State the number of lines in the records underneath where the word "stack" turns up, and say nothing else.
======== Records provided ========
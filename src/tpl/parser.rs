use crate::Result;
use crate::error::LiquidError;
use crate::tpl::lexer::{Token, tokenize};
use crate::tpl::output::Output;
use crate::tpl::{Block, Node, TagFactory};
use std::collections::HashMap;

/// A block whose `end` tag has not been seen yet.
struct OpenBlock {
    name: String,
    block: Box<dyn Block>,
}

/// Builds the node tree for a template.
///
/// Open blocks are kept on a stack; nodes go to the innermost block's current node
/// list, which the block itself may switch when it consumes a clause (`else`, `when`).
struct Parser<'a> {
    tags: &'a HashMap<String, TagFactory>,
    root: Vec<Node>,
    open: Vec<OpenBlock>,
}

impl<'a> Parser<'a> {
    fn new(tags: &'a HashMap<String, TagFactory>) -> Self {
        Self {
            tags,
            root: Vec::new(),
            open: Vec::new(),
        }
    }

    fn parse(mut self, source: &str) -> Result<Vec<Node>> {
        for token in tokenize(source)? {
            match token {
                Token::Text(t) => self.append_node(Node::Text(t.to_string())),
                Token::Output(markup) => self.append_node(Node::Output(Output::parse(markup))),
                Token::Tag { name, markup } => self.handle_tag(name, markup)?,
            }
        }

        if let Some(unclosed) = self.open.last() {
            return Err(LiquidError::Syntax(format!(
                "'{}' tag was never closed",
                unclosed.name
            )));
        }
        Ok(self.root)
    }

    fn handle_tag(&mut self, name: &str, markup: &str) -> Result<()> {
        if let Some(factory) = self.tags.get(name).copied() {
            match factory {
                TagFactory::Tag(construct) => {
                    let tag = construct(name, markup)?;
                    self.append_node(Node::Tag(tag));
                }
                TagFactory::Block(construct) => {
                    let block = construct(name, markup)?;
                    self.open.push(OpenBlock {
                        name: name.to_string(),
                        block,
                    });
                }
            }
            return Ok(());
        }

        if let Some(closing) = name.strip_prefix("end") {
            return self.close_block(name, closing);
        }

        match self.open.last_mut() {
            Some(open) => open.block.unknown_tag(name, markup),
            None => Err(LiquidError::Syntax(format!("Unknown tag '{}'", name))),
        }
    }

    fn close_block(&mut self, tag: &str, closing: &str) -> Result<()> {
        match self.open.pop() {
            Some(open) if open.name == closing => {
                self.append_node(Node::Block(open.block));
                Ok(())
            }
            Some(open) => Err(LiquidError::Syntax(format!(
                "'{}' is not a valid delimiter for {} tags. use end{}",
                tag, open.name, open.name
            ))),
            None => Err(LiquidError::Syntax(format!("Unexpected '{}'", tag))),
        }
    }

    /// Append a node to the current active node list.
    fn append_node(&mut self, node: Node) {
        match self.open.last_mut() {
            Some(open) => open.block.nodelist().push(node),
            None => self.root.push(node),
        }
    }
}

/// Parse template source into its root node list using the given tag registry.
pub(crate) fn parse_template(source: &str, tags: &HashMap<String, TagFactory>) -> Result<Vec<Node>> {
    Parser::new(tags).parse(source)
}
use crate::Result;
use crate::context::Context;
use crate::error::LiquidError;
use crate::tpl::condition::{Branch, Condition, Logic};
use crate::tpl::render::render_all;
use crate::tpl::{Block, Node, Tag};
use regex::Regex;
use std::sync::LazyLock;

static SYNTAX: LazyLock<Regex> = LazyLock::new(|| {
    Regex::new(
        r#"("[^"]+"|'[^']+'|[^\s,|]+)\s*([=!<>a-z_]+)?\s*("[^"]+"|'[^']+'|[^\s,|]+)?"#,
    )
    .expect("valid regex")
});
static LOGIC: LazyLock<Regex> = LazyLock::new(|| Regex::new(r"\b(and|or)\b").expect("valid regex"));

/// `if` and `unless` with their `elsif`/`else` clauses.
#[derive(Debug)]
struct If {
    /// `unless` inverts the test of the first clause only.
    negate_first: bool,
    first: Branch,
    rest: Vec<Branch>,
}

pub(crate) fn if_block(tag: &str, markup: &str) -> Result<Box<dyn Block>> {
    build(tag, markup, false)
}

pub(crate) fn unless_block(tag: &str, markup: &str) -> Result<Box<dyn Block>> {
    build(tag, markup, true)
}

fn build(tag: &str, markup: &str, negate_first: bool) -> Result<Box<dyn Block>> {
    Ok(Box::new(If {
        negate_first,
        first: Branch::new(parse_expression(tag, markup)?),
        rest: Vec::new(),
    }))
}

fn clause(tag: &str, expression: &str) -> Result<Condition> {
    let caps = SYNTAX.captures(expression).ok_or_else(|| {
        LiquidError::Syntax(format!(
            "Syntax Error in tag '{tag}' - Valid syntax: {tag} [expression]"
        ))
    })?;
    Ok(Condition::new(
        &caps[1],
        caps.get(2).map(|m| m.as_str()),
        caps.get(3).map(|m| m.as_str()),
    ))
}

/// Builds the condition tree right to left: the last operand is innermost and each
/// earlier operand wraps the tree built so far. `a and b or c` is `a and (b or c)`.
fn parse_expression(tag: &str, markup: &str) -> Result<Condition> {
    let mut operands = Vec::new();
    let mut logics = Vec::new();
    let mut pos = 0;
    for m in LOGIC.find_iter(markup) {
        operands.push(&markup[pos..m.start()]);
        logics.push(if m.as_str() == "and" { Logic::And } else { Logic::Or });
        pos = m.end();
    }
    operands.push(&markup[pos..]);

    let mut operands = operands.into_iter().rev();
    let mut condition = clause(tag, operands.next().unwrap_or_default())?;
    for (logic, operand) in logics.into_iter().rev().zip(operands) {
        let outer = clause(tag, operand)?;
        condition = match logic {
            Logic::And => outer.and(condition),
            Logic::Or => outer.or(condition),
        };
    }
    Ok(condition)
}

impl Tag for If {
    fn render(&self, ctx: &mut Context<'_>, out: &mut String) -> Result<()> {
        ctx.stack(|ctx| {
            if self.first.condition.evaluate(ctx)? != self.negate_first {
                return render_all(&self.first.attachment, ctx, out);
            }
            for branch in &self.rest {
                if branch.condition.evaluate(ctx)? {
                    return render_all(&branch.attachment, ctx, out);
                }
            }
            Ok(())
        })
    }
}

impl Block for If {
    fn nodelist(&mut self) -> &mut Vec<Node> {
        match self.rest.last_mut() {
            Some(branch) => &mut branch.attachment,
            None => &mut self.first.attachment,
        }
    }

    fn unknown_tag(&mut self, tag: &str, markup: &str) -> Result<()> {
        let condition = match tag {
            "else" => Condition::Else,
            "elsif" => parse_expression(tag, markup)?,
            _ => return Err(LiquidError::Syntax(format!("Unknown tag '{}'", tag))),
        };
        self.rest.push(Branch::new(condition));
        Ok(())
    }
}

#[cfg(test)]
mod tests {
    use super::*;
    use crate::tags::test_support::render;
    use crate::value::Value;

    #[test]
    fn test_if_elsif_else() {
        let source = "{% if n > 10 %}big{% elsif n > 5 %}medium{% else %}small{% endif %}";
        assert_eq!(render(source, vec![("n", Value::I64(20))]), "big");
        assert_eq!(render(source, vec![("n", Value::I64(7))]), "medium");
        assert_eq!(render(source, vec![("n", Value::I64(1))]), "small");
    }

    #[test]
    fn test_right_to_left_association() {
        assert_eq!(render("{% if false and true or true %}T{% else %}F{% endif %}", vec![]), "F");
        assert_eq!(render("{% if true or false and false %}T{% else %}F{% endif %}", vec![]), "T");
    }

    #[test]
    fn test_unless_inverts_first_clause_only() {
        assert_eq!(render("{% unless false %}body{% endunless %}", vec![]), "body");
        assert_eq!(render("{% unless true %}body{% endunless %}", vec![]), "");
        assert_eq!(
            render("{% unless true %}a{% elsif true %}b{% endunless %}", vec![]),
            "b"
        );
        assert_eq!(
            render("{% unless true %}a{% elsif false %}b{% else %}c{% endunless %}", vec![]),
            "c"
        );
    }

    #[test]
    fn test_expression_shape() {
        let parsed = parse_expression("if", "a == 1 and b").unwrap();
        let expected = Condition::new("a", Some("=="), Some("1")).and(Condition::new("b", None, None));
        assert_eq!(parsed, expected);
    }

    #[test]
    fn test_missing_expression() {
        assert_eq!(
            if_block("if", "").unwrap_err(),
            LiquidError::Syntax("Syntax Error in tag 'if' - Valid syntax: if [expression]".to_string())
        );
    }
}
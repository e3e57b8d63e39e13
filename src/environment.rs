use std::collections::HashMap;
use std::sync::Arc;

use log::trace;

use crate::Result;
use crate::context::Context;
use crate::strainer::Strainer;
use crate::tags;
use crate::template::Template;
use crate::template_loader::{AssetLoader, Loader};
use crate::tpl::cache::TemplateCache;
use crate::tpl::condition::{Operator, default_operators};
use crate::tpl::parser::parse_template;
use crate::tpl::{BlockConstructor, TagConstructor, TagFactory};
use crate::value::{ToValue, Value};

/// The configuration root for parsing and rendering templates.
///
/// An `Environment` owns the tag registry, the filters, the comparison operators,
/// the loader used by `include` and [`Environment::render`], and a cache of parsed
/// templates. It is shared read-only by every render that runs against it.
///
/// ```ignore
/// let env = Environment::new().with_loader(MemoryLoader::new());
/// let out = env.render_str("Hello {{ name }}", &vars)?;
/// ```
pub struct Environment {
    /// Tag constructors keyed by tag name.
    tags: HashMap<String, TagFactory>,
    strainer: Strainer,
    operators: HashMap<String, Operator>,
    loader: Box<dyn Loader>,
    cache: TemplateCache,
    /// Default error policy for contexts created from this environment.
    rethrow: bool,
}

impl Default for Environment {
    fn default() -> Self {
        Self::new()
    }
}

impl Environment {
    /// Creates an environment with the built-in tags and operators, reading
    /// templates from the embedded asset store.
    pub fn new() -> Self {
        Self {
            tags: tags::builtin(),
            strainer: Strainer::new(),
            operators: default_operators(),
            loader: Box::new(AssetLoader),
            cache: TemplateCache::default(),
            rethrow: false,
        }
    }

    /// Replaces the template loader.
    pub fn with_loader(mut self, loader: impl Loader + 'static) -> Self {
        self.loader = Box::new(loader);
        self.cache.clear();
        self
    }

    /// Sets the default error policy. When set, a render aborts on the first error
    /// instead of emitting an inline error marker.
    pub fn rethrow_errors(mut self, rethrow: bool) -> Self {
        self.rethrow = rethrow;
        self
    }

    pub fn rethrows_errors(&self) -> bool {
        self.rethrow
    }

    pub fn tags(&self) -> &HashMap<String, TagFactory> {
        &self.tags
    }

    pub fn strainer(&self) -> &Strainer {
        &self.strainer
    }

    pub fn operator(&self, name: &str) -> Option<&Operator> {
        self.operators.get(name)
    }

    /// Registers a leaf tag, replacing any tag of the same name.
    pub fn register_tag(&mut self, name: impl Into<String>, construct: TagConstructor) -> &mut Self {
        self.tags.insert(name.into(), TagFactory::Tag(construct));
        self
    }

    /// Registers a block tag closed by `end<name>`.
    pub fn register_block(&mut self, name: impl Into<String>, construct: BlockConstructor) -> &mut Self {
        self.tags.insert(name.into(), TagFactory::Block(construct));
        self
    }

    pub fn add_filter<F>(&mut self, name: impl Into<String>, filter: F) -> &mut Self
    where
        F: Fn(&Context<'_>, &[Value]) -> Result<Value> + Send + Sync + 'static,
    {
        self.strainer.register(name, filter);
        self
    }

    pub fn add_operator<F>(&mut self, name: impl Into<String>, predicate: F) -> &mut Self
    where
        F: Fn(&Value, &Value) -> bool + Send + Sync + 'static,
    {
        self.operators.insert(name.into(), Arc::new(predicate));
        self
    }

    /// Parses `source` into a template that is not cached.
    pub fn parse(&self, source: &str) -> Result<Template> {
        self.compile("(inline)", source)
    }

    /// Returns the parsed template `name`, loading and caching it on first use.
    pub fn get_template(&self, name: &str) -> Result<Arc<Template>> {
        if let Some(template) = self.cache.get(name) {
            return Ok(template);
        }
        trace!("Loading template '{}'", name);
        let source = self.loader.load(name)?;
        let template = Arc::new(self.compile(name, &source)?);
        self.cache.insert(name, template.clone());
        Ok(template)
    }

    /// Parses `source` and caches it under `name`, replacing any cached entry.
    pub fn add_template(&self, name: &str, source: &str) -> Result<Arc<Template>> {
        let template = Arc::new(self.compile(name, source)?);
        self.cache.insert(name, template.clone());
        Ok(template)
    }

    /// Drops one cached template, or all of them when `name` is `None`.
    pub fn clear_cache(&self, name: Option<&str>) {
        match name {
            Some(name) => self.cache.remove(name),
            None => self.cache.clear(),
        }
    }

    pub fn render_str<T: ToValue + ?Sized>(&self, source: &str, assigns: &T) -> Result<String> {
        self.parse(source)?.render(self, assigns)
    }

    /// Renders the template `name` obtained through [`Environment::get_template`].
    pub fn render<T: ToValue + ?Sized>(&self, name: &str, assigns: &T) -> Result<String> {
        self.get_template(name)?.render(self, assigns)
    }

    fn compile(&self, name: &str, source: &str) -> Result<Template> {
        let root = parse_template(source, &self.tags)?;
        Ok(Template::new(name, root))
    }
}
========
Your response =>
2